### [Your assignment]
From the records that follow, give the number of lines that include the word "SubmitBid", with no further words.

### [Supplied records]
***
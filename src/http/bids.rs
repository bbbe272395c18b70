//! Bid submission and award endpoints.
//!
//! Storing tenders and bids belongs to the marketplace's persistence layer;
//! these handlers are the point where a completed bid workflow step turns
//! into a live notification for the other party.

use axum::extract::{Path, State};
use axum::http::StatusCode;
use axum::response::{IntoResponse, Response};
use axum::Json;
use serde::{Deserialize, Serialize};
use serde_json::json;
use thiserror::Error;
use tracing::{info, instrument, warn};
use uuid::Uuid;

use super::auth::Caller;
use super::AppState;
use crate::notify::DomainEvent;

/// Errors returned to API callers.
#[derive(Debug, Error)]
pub enum ApiError {
    #[error("{0}")]
    BadRequest(String),
}

impl IntoResponse for ApiError {
    fn into_response(self) -> Response {
        let status = match self {
            ApiError::BadRequest(_) => StatusCode::BAD_REQUEST,
        };
        (status, Json(json!({ "message": self.to_string() }))).into_response()
    }
}

/// A contractor's bid on a tender.
#[derive(Debug, Clone, Deserialize)]
pub struct SubmitBid {
    /// Owner of the tender, who is notified of the bid
    pub client_id: String,
    pub price: f64,
    /// Delivery time in days
    #[serde(default)]
    pub delivery_time: u32,
    #[serde(default)]
    pub comments: String,
}

/// Accepted bid returned to the contractor.
#[derive(Debug, Clone, Serialize, Deserialize)]
pub struct BidAccepted {
    pub id: Uuid,
    pub tender_id: Uuid,
    pub contractor_id: String,
    pub price: f64,
    pub delivery_time: u32,
    pub comments: String,
    pub status: String,
}

/// Award details sent by the tender owner.
#[derive(Debug, Clone, Deserialize)]
pub struct AwardBid {
    /// Contractor who placed the winning bid
    pub contractor_id: String,
    #[serde(default)]
    pub price: f64,
}

/// `POST /api/contractor/tenders/{tender_id}/bid`
#[instrument(skip_all, fields(contractor = %caller.user_id, tender = %tender_id))]
pub async fn submit_bid(
    State(state): State<AppState>,
    caller: Caller,
    Path(tender_id): Path<Uuid>,
    Json(body): Json<SubmitBid>,
) -> Result<(StatusCode, Json<BidAccepted>), ApiError> {
    if !body.price.is_finite() || body.price <= 0.0 {
        return Err(ApiError::BadRequest("price must be greater than 0".to_string()));
    }
    if body.client_id.trim().is_empty() {
        return Err(ApiError::BadRequest("client_id is required".to_string()));
    }

    let bid = BidAccepted {
        id: Uuid::new_v4(),
        tender_id,
        contractor_id: caller.user_id,
        price: body.price,
        delivery_time: body.delivery_time,
        comments: body.comments,
        status: "pending".to_string(),
    };
    info!(bid = %bid.id, price = bid.price, "Bid submitted");

    let event = DomainEvent::new_bid(body.client_id, tender_id, bid.id, bid.price);
    // The bid stands even if the tender owner cannot be told about it
    if let Err(e) = state.registry.publish(&event).await {
        warn!(bid = %bid.id, recipient = %event.recipient(), error = %e, "New bid notification failed");
    }

    Ok((StatusCode::CREATED, Json(bid)))
}

/// `POST /api/client/tenders/{tender_id}/award/{bid_id}`
#[instrument(skip_all, fields(client = %caller.user_id, tender = %tender_id, bid = %bid_id))]
pub async fn award_bid(
    State(state): State<AppState>,
    caller: Caller,
    Path((tender_id, bid_id)): Path<(Uuid, Uuid)>,
    Json(body): Json<AwardBid>,
) -> Result<Json<serde_json::Value>, ApiError> {
    if body.contractor_id.trim().is_empty() {
        return Err(ApiError::BadRequest("contractor_id is required".to_string()));
    }

    info!("Bid awarded");

    let event = DomainEvent::award(body.contractor_id, tender_id, Some(bid_id), body.price);
    if let Err(e) = state.registry.publish(&event).await {
        warn!(recipient = %event.recipient(), error = %e, "Award notification failed");
    }

    Ok(Json(json!({ "message": "Bid awarded successfully" })))
}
***
### [Result]
2